**About this task**
Instruction for the data below: set down exactly the lines from the line with "list of descriptors." to the line with "over a capture.", inclusive, and no others.

*** Given records ***

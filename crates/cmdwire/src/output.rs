use std::io::IsTerminal;

use clap::ValueEnum;
use cmdwire_decoder::{DecodedCommand, DecodedValue, ListFlags, StatsSnapshot};
use cmdwire_table::{ArgumentTypeTag, CommandDescriptor, CommandIdentity};
use comfy_table::{presets::UTF8_FULL, ContentArrangement, Table};
use serde::Serialize;

#[derive(Clone, Debug, Copy, PartialEq, Eq, ValueEnum)]
pub enum OutputFormat {
    Json,
    Table,
    Pretty,
}

impl OutputFormat {
    pub fn default_for_stdout() -> Self {
        if std::io::stdout().is_terminal() {
            Self::Table
        } else {
            Self::Json
        }
    }
}

#[derive(Serialize)]
struct ArgumentOutput<'a> {
    name: &'a str,
    #[serde(rename = "type")]
    type_tag: ArgumentTypeTag,
    value: serde_json::Value,
    #[serde(skip_serializing_if = "Option::is_none")]
    enumerator: Option<&'a str>,
}

#[derive(Serialize)]
struct ListFlagsOutput {
    bits: u8,
    first: bool,
    last: bool,
    empty: bool,
    remove: bool,
}

#[derive(Serialize)]
struct CommandOutput<'a> {
    schema_id: &'static str,
    identity: CommandIdentity,
    name: &'a str,
    #[serde(skip_serializing_if = "Option::is_none")]
    list_flags: Option<ListFlagsOutput>,
    arguments: Vec<ArgumentOutput<'a>>,
    #[serde(skip_serializing_if = "Option::is_none")]
    frame: Option<FrameContext>,
}

/// Where a command came from when it was read out of a capture.
#[derive(Serialize, Clone, Copy, Debug)]
pub struct FrameContext {
    pub index: usize,
    pub buffer_id: u8,
    pub sequence: u8,
}

fn json_value(value: &DecodedValue) -> serde_json::Value {
    match value {
        DecodedValue::U8(v) => (*v).into(),
        DecodedValue::I8(v) => (*v).into(),
        DecodedValue::U16(v) => (*v).into(),
        DecodedValue::I16(v) => (*v).into(),
        DecodedValue::U32(v) => (*v).into(),
        DecodedValue::I32(v) => (*v).into(),
        DecodedValue::U64(v) => (*v).into(),
        DecodedValue::I64(v) => (*v).into(),
        DecodedValue::Float(v) => serde_json::Number::from_f64(f64::from(*v))
            .map(serde_json::Value::Number)
            .unwrap_or(serde_json::Value::Null),
        DecodedValue::Double(v) => serde_json::Number::from_f64(*v)
            .map(serde_json::Value::Number)
            .unwrap_or(serde_json::Value::Null),
        DecodedValue::String(v) => v.clone().into(),
        DecodedValue::Enum(v) => (*v).into(),
    }
}

fn flags_output(flags: ListFlags) -> ListFlagsOutput {
    ListFlagsOutput {
        bits: flags.bits(),
        first: flags.is_first(),
        last: flags.is_last(),
        empty: flags.is_empty(),
        remove: flags.is_remove(),
    }
}

fn flags_label(flags: ListFlags) -> String {
    let mut names = Vec::new();
    if flags.is_first() {
        names.push("first");
    }
    if flags.is_last() {
        names.push("last");
    }
    if flags.is_empty() {
        names.push("empty");
    }
    if flags.is_remove() {
        names.push("remove");
    }
    format!("0x{:02x} {}", flags.bits(), names.join(","))
        .trim_end()
        .to_string()
}

fn arguments<'a>(
    command: &'a DecodedCommand,
    descriptor: &'a CommandDescriptor,
) -> Vec<ArgumentOutput<'a>> {
    descriptor
        .arguments
        .iter()
        .zip(&command.values)
        .map(|(argument, value)| ArgumentOutput {
            name: &argument.name,
            type_tag: value.type_tag(),
            value: json_value(value),
            enumerator: match value {
                DecodedValue::Enum(code) => argument.enumerator_name(*code),
                _ => None,
            },
        })
        .collect()
}

fn value_label(argument: &ArgumentOutput<'_>) -> String {
    match argument.enumerator {
        Some(name) => format!("{name} ({})", argument.value),
        None => argument.value.to_string(),
    }
}

/// Render one decoded command. The descriptor supplies argument names.
pub fn print_command(
    command: &DecodedCommand,
    descriptor: &CommandDescriptor,
    frame: Option<FrameContext>,
    format: OutputFormat,
) {
    let out = CommandOutput {
        schema_id: "https://schemas.3leaps.dev/cmdwire/cli/v1/decoded-command.schema.json",
        identity: command.identity,
        name: &descriptor.name,
        list_flags: command.list_flags.map(flags_output),
        arguments: arguments(command, descriptor),
        frame,
    };

    match format {
        OutputFormat::Json => {
            println!(
                "{}",
                serde_json::to_string(&out).unwrap_or_else(|_| "{}".to_string())
            );
        }
        OutputFormat::Table => {
            let mut heading = format!("{} ({})", out.name, out.identity);
            if let Some(flags) = command.list_flags {
                heading.push_str(&format!(" flags={}", flags_label(flags)));
            }
            println!("{heading}");
            if out.arguments.is_empty() {
                return;
            }
            let mut table = Table::new();
            table
                .load_preset(UTF8_FULL)
                .set_content_arrangement(ContentArrangement::Dynamic)
                .set_header(vec!["ARGUMENT", "TYPE", "VALUE"]);
            for argument in &out.arguments {
                table.add_row(vec![
                    argument.name.to_string(),
                    argument.type_tag.to_string(),
                    value_label(argument),
                ]);
            }
            println!("{table}");
        }
        OutputFormat::Pretty => {
            let mut line = format!("{} ({})", out.name, out.identity);
            if let Some(ctx) = out.frame {
                line = format!("#{} buf={} seq={} {line}", ctx.index, ctx.buffer_id, ctx.sequence);
            }
            if let Some(flags) = command.list_flags {
                line.push_str(&format!(" [{}]", flags_label(flags)));
            }
            for argument in &out.arguments {
                line.push_str(&format!(" {}={}", argument.name, value_label(argument)));
            }
            println!("{line}");
        }
    }
}

#[derive(Serialize)]
struct DescriptorOutput<'a> {
    identity: CommandIdentity,
    name: &'a str,
    list_item: bool,
    arguments: Vec<String>,
}

fn signature(descriptor: &CommandDescriptor) -> Vec<String> {
    descriptor
        .arguments
        .iter()
        .map(|argument| format!("{}: {}", argument.name, argument.type_tag))
        .collect()
}

/// Render a list of descriptors.
pub fn print_descriptors<'a>(
    descriptors: impl IntoIterator<Item = &'a CommandDescriptor>,
    format: OutputFormat,
) {
    let rows: Vec<DescriptorOutput<'_>> = descriptors
        .into_iter()
        .map(|descriptor| DescriptorOutput {
            identity: descriptor.identity,
            name: &descriptor.name,
            list_item: descriptor.is_list_item,
            arguments: signature(descriptor),
        })
        .collect();

    match format {
        OutputFormat::Json => {
            println!(
                "{}",
                serde_json::to_string_pretty(&rows).unwrap_or_else(|_| "[]".to_string())
            );
        }
        OutputFormat::Table => {
            let mut table = Table::new();
            table
                .load_preset(UTF8_FULL)
                .set_content_arrangement(ContentArrangement::Dynamic)
                .set_header(vec!["ID", "NAME", "LIST", "ARGUMENTS"]);
            for row in &rows {
                table.add_row(vec![
                    row.identity.to_string(),
                    row.name.to_string(),
                    if row.list_item { "yes" } else { "" }.to_string(),
                    row.arguments.join(", "),
                ]);
            }
            println!("{table}");
        }
        OutputFormat::Pretty => {
            for row in &rows {
                let marker = if row.list_item { " [list]" } else { "" };
                println!(
                    "{:<10} {}{marker}({})",
                    row.identity.to_string(),
                    row.name,
                    row.arguments.join(", ")
                );
            }
        }
    }
}

/// Totals for one pass over a capture.
#[derive(Serialize, Debug, Default, Clone, Copy)]
pub struct StreamSummary {
    pub frames: u64,
    pub skipped_frames: u64,
    #[serde(flatten)]
    pub commands: StatsSnapshot,
    pub envelope_error: bool,
}

pub fn print_summary(summary: &StreamSummary, format: OutputFormat) {
    match format {
        OutputFormat::Json => {
            #[derive(Serialize)]
            struct SummaryOutput<'a> {
                schema_id: &'static str,
                summary: &'a StreamSummary,
            }
            let out = SummaryOutput {
                schema_id: "https://schemas.3leaps.dev/cmdwire/cli/v1/stream-summary.schema.json",
                summary,
            };
            println!(
                "{}",
                serde_json::to_string(&out).unwrap_or_else(|_| "{}".to_string())
            );
        }
        OutputFormat::Table => {
            let stats = summary.commands;
            let mut table = Table::new();
            table
                .load_preset(UTF8_FULL)
                .set_content_arrangement(ContentArrangement::Dynamic)
                .set_header(vec!["COUNTER", "VALUE"]);
            for (name, value) in [
                ("frames", summary.frames),
                ("skipped frames", summary.skipped_frames),
                ("decoded", stats.decoded),
                ("unknown", stats.unknown),
                ("truncated", stats.truncated),
                ("malformed", stats.malformed),
            ] {
                table.add_row(vec![name.to_string(), value.to_string()]);
            }
            println!("{table}");
        }
        OutputFormat::Pretty => {
            let stats = summary.commands;
            println!(
                "frames={} skipped={} decoded={} unknown={} truncated={} malformed={}{}",
                summary.frames,
                summary.skipped_frames,
                stats.decoded,
                stats.unknown,
                stats.truncated,
                stats.malformed,
                if summary.envelope_error {
                    " (stopped at corrupt envelope)"
                } else {
                    ""
                }
            );
        }
    }
}

#[cfg(test)]
mod tests {
    use super::*;

    #[test]
    fn flags_label_lists_set_bits() {
        let flags = ListFlags::from_bits(ListFlags::FIRST | ListFlags::REMOVE);
        assert_eq!(flags_label(flags), "0x09 first,remove");
        assert_eq!(flags_label(ListFlags::from_bits(0)), "0x00");
    }

    #[test]
    fn enum_arguments_carry_enumerator_names() {
        let table = cmdwire_table::builtin();
        let descriptor = table
            .lookup_name("ardrone3.PilotingState.FlyingStateChanged")
            .unwrap();
        let known = DecodedCommand::new(descriptor.identity, vec![DecodedValue::Enum(3)]);
        let unknown = DecodedCommand::new(descriptor.identity, vec![DecodedValue::Enum(99)]);

        let known_args = arguments(&known, descriptor);
        assert_eq!(known_args[0].enumerator, Some("flying"));
        assert_eq!(value_label(&known_args[0]), "flying (3)");

        let unknown_args = arguments(&unknown, descriptor);
        assert_eq!(unknown_args[0].enumerator, None);
        assert_eq!(value_label(&unknown_args[0]), "99");
    }

    #[test]
    fn float_values_become_json_numbers() {
        assert_eq!(json_value(&DecodedValue::Float(0.5)), serde_json::json!(0.5));
        assert_eq!(json_value(&DecodedValue::Double(f64::NAN)), serde_json::Value::Null);
        assert_eq!(json_value(&DecodedValue::Enum(-1)), serde_json::json!(-1));
    }
}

*** End of Given records ***

**Solution to this task**
/// Render a list of descriptors.
pub fn print_descriptors<'a>(
    descriptors: impl IntoIterator<Item = &'a CommandDescriptor>,
    format: OutputFormat,
) {
    let rows: Vec<DescriptorOutput<'_>> = descriptors
        .into_iter()
        .map(|descriptor| DescriptorOutput {
            identity: descriptor.identity,
            name: &descriptor.name,
            list_item: descriptor.is_list_item,
            arguments: signature(descriptor),
        })
        .collect();

    match format {
        OutputFormat::Json => {
            println!(
                "{}",
                serde_json::to_string_pretty(&rows).unwrap_or_else(|_| "[]".to_string())
            );
        }
        OutputFormat::Table => {
            let mut table = Table::new();
            table
                .load_preset(UTF8_FULL)
                .set_content_arrangement(ContentArrangement::Dynamic)
                .set_header(vec!["ID", "NAME", "LIST", "ARGUMENTS"]);
            for row in &rows {
                table.add_row(vec![
                    row.identity.to_string(),
                    row.name.to_string(),
                    if row.list_item { "yes" } else { "" }.to_string(),
                    row.arguments.join(", "),
                ]);
            }
            println!("{table}");
        }
        OutputFormat::Pretty => {
            for row in &rows {
                let marker = if row.list_item { " [list]" } else { "" };
                println!(
                    "{:<10} {}{marker}({})",
                    row.identity.to_string(),
                    row.name,
                    row.arguments.join(", ")
                );
            }
        }
    }
}

/// Totals for one pass over a capture.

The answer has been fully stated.